À l’approche du mois sacré du Ramadan, les autorités de la capitale comorienne annoncent un dispositif renforcé pour mieux organiser les activités commerciales et garantir la sécurité des habitants. Réunis mercredi 18 février au siège de la mairie, des responsables municipaux et des représentants de la police nationale ont présenté les nouvelles mesures qui entreront en vigueur dans les prochains jours.
Lors de ce point de presse, le conseiller municipal Jean Moné Ahmed a expliqué que tout revendeur souhaitant exercer durant cette période devra désormais obtenir une autorisation préalable délivrée par la mairie. Cette demande devra être accompagnée de photos d’identité, afin de faciliter l’identification et l’organisation des commerçants. Une fois les dossiers validés, les services municipaux attribueront les emplacements selon la nature des produits vendus, avec pour objectif d’éviter les encombrements et de garantir une meilleure circulation.

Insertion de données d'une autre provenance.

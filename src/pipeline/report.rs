use std::path::{Path, PathBuf};

use serde::Serialize;

use crate::work_unit::WorkUnit;

use super::UnitOutcome;

#[derive(Debug, thiserror::Error)]
pub enum ReportError {
    #[error("Failed to write report {path}: {source}")]
    Write {
        path: PathBuf,
        source: std::io::Error,
    },
    #[error("JSON error: {0}")]
    Json(#[from] serde_json::Error),
}

#[derive(Debug, Clone, Copy, PartialEq, Eq, Serialize)]
#[serde(rename_all = "lowercase")]
pub enum OutcomeKind {
    Skipped,
    Completed,
    Failed,
    Planned,
}

/// One unit's line in the run report.
#[derive(Debug, Clone, PartialEq, Serialize)]
pub struct UnitReport {
    pub unit_id: String,
    pub input: PathBuf,
    pub outcome: OutcomeKind,
    /// Last state reached.
    pub status: String,
    pub ran_search: bool,
    pub ran_predict: bool,
    pub elapsed_secs: f64,
    #[serde(skip_serializing_if = "Option::is_none")]
    pub plan: Option<String>,
    #[serde(skip_serializing_if = "Option::is_none")]
    pub error: Option<String>,
}

impl UnitReport {
    pub(super) fn finished(unit: &WorkUnit, outcome: UnitOutcome, elapsed_secs: f64) -> Self {
        let (kind, ran_search, ran_predict) = match outcome {
            UnitOutcome::Skipped => (OutcomeKind::Skipped, false, false),
            UnitOutcome::Completed {
                ran_search,
                ran_predict,
            } => (OutcomeKind::Completed, ran_search, ran_predict),
        };
        Self {
            outcome: kind,
            ran_search,
            ran_predict,
            elapsed_secs,
            ..Self::base(unit)
        }
    }

    pub(super) fn failed(unit: &WorkUnit, error: String, elapsed_secs: f64) -> Self {
        Self {
            outcome: OutcomeKind::Failed,
            elapsed_secs,
            error: Some(error),
            ..Self::base(unit)
        }
    }

    pub(super) fn planned(unit: &WorkUnit, plan: String) -> Self {
        Self {
            outcome: OutcomeKind::Planned,
            plan: Some(plan),
            ..Self::base(unit)
        }
    }

    fn base(unit: &WorkUnit) -> Self {
        Self {
            unit_id: unit.id.clone(),
            input: unit.source.clone(),
            outcome: OutcomeKind::Planned,
            status: unit.status.as_str().to_string(),
            ran_search: false,
            ran_predict: false,
            elapsed_secs: 0.0,
            plan: None,
            error: None,
        }
    }
}

/// Result of a whole batch.
#[derive(Debug, Clone, Default, PartialEq, Serialize)]
pub struct BatchReport {
    pub units: Vec<UnitReport>,
    /// Set when `stop_on_error` ended the batch before every unit ran.
    pub stopped_early: bool,
}

impl BatchReport {
    pub fn count(&self, kind: OutcomeKind) -> usize {
        self.units.iter().filter(|u| u.outcome == kind).count()
    }

    pub fn failed_units(&self) -> impl Iterator<Item = &UnitReport> {
        self.units
            .iter()
            .filter(|u| u.outcome == OutcomeKind::Failed)
    }

    pub fn is_success(&self) -> bool {
        self.count(OutcomeKind::Failed) == 0
    }

    /// External tool invocations made during the batch.
    pub fn tool_invocations(&self) -> usize {
        self.units
            .iter()
            .map(|u| usize::from(u.ran_search) + usize::from(u.ran_predict))
            .sum()
    }

    pub fn summary(&self) -> String {
        format!(
            "{} units: {} completed, {} skipped, {} failed, {} planned{}",
            self.units.len(),
            self.count(OutcomeKind::Completed),
            self.count(OutcomeKind::Skipped),
            self.count(OutcomeKind::Failed),
            self.count(OutcomeKind::Planned),
            if self.stopped_early {
                " (stopped early)"
            } else {
                ""
            }
        )
    }
}

/// Write the report as pretty JSON, creating parent directories.
pub fn write_report(report: &BatchReport, path: &Path) -> Result<(), ReportError> {
    let bytes = serde_json::to_vec_pretty(report)?;
    let write_err = |source| ReportError::Write {
        path: path.to_path_buf(),
        source,
    };
    if let Some(parent) = path.parent().filter(|p| !p.as_os_str().is_empty()) {
        std::fs::create_dir_all(parent).map_err(write_err)?;
    }
    std::fs::write(path, bytes).map_err(write_err)?;
    Ok(())
}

Comme les années précédentes, les droits d’occupation sont fixés à 15 000 francs par mètre carré. Plusieurs espaces dédiés seront aménagés, notamment la parcelle située à proximité du foyer des femmes de Moroni, récemment nettoyée pour accueillir les vendeurs dans de meilleures conditions.
Les autorités ont également insisté sur la nécessité de préserver certains axes sensibles. Ainsi, les abords de l’hôpital El-Maarouf seront strictement interdits à toute activité commerciale afin de maintenir un accès fluide aux services de santé.
De son côté, la commissaire de police Saanyati Zaid Cheikh a assuré que les forces de l’ordre accompagneront la mairie pour veiller à la protection des biens et des personnes. Elle a rappelé que des infractions ont été constatées ces derniers mois dans certains marchés et lieux de culte, justifiant une vigilance accrue. Le respect du code de la route et des principes religieux figure également parmi les priorités affichées pour assurer un Ramadan organisé et apaisé dans la capitale.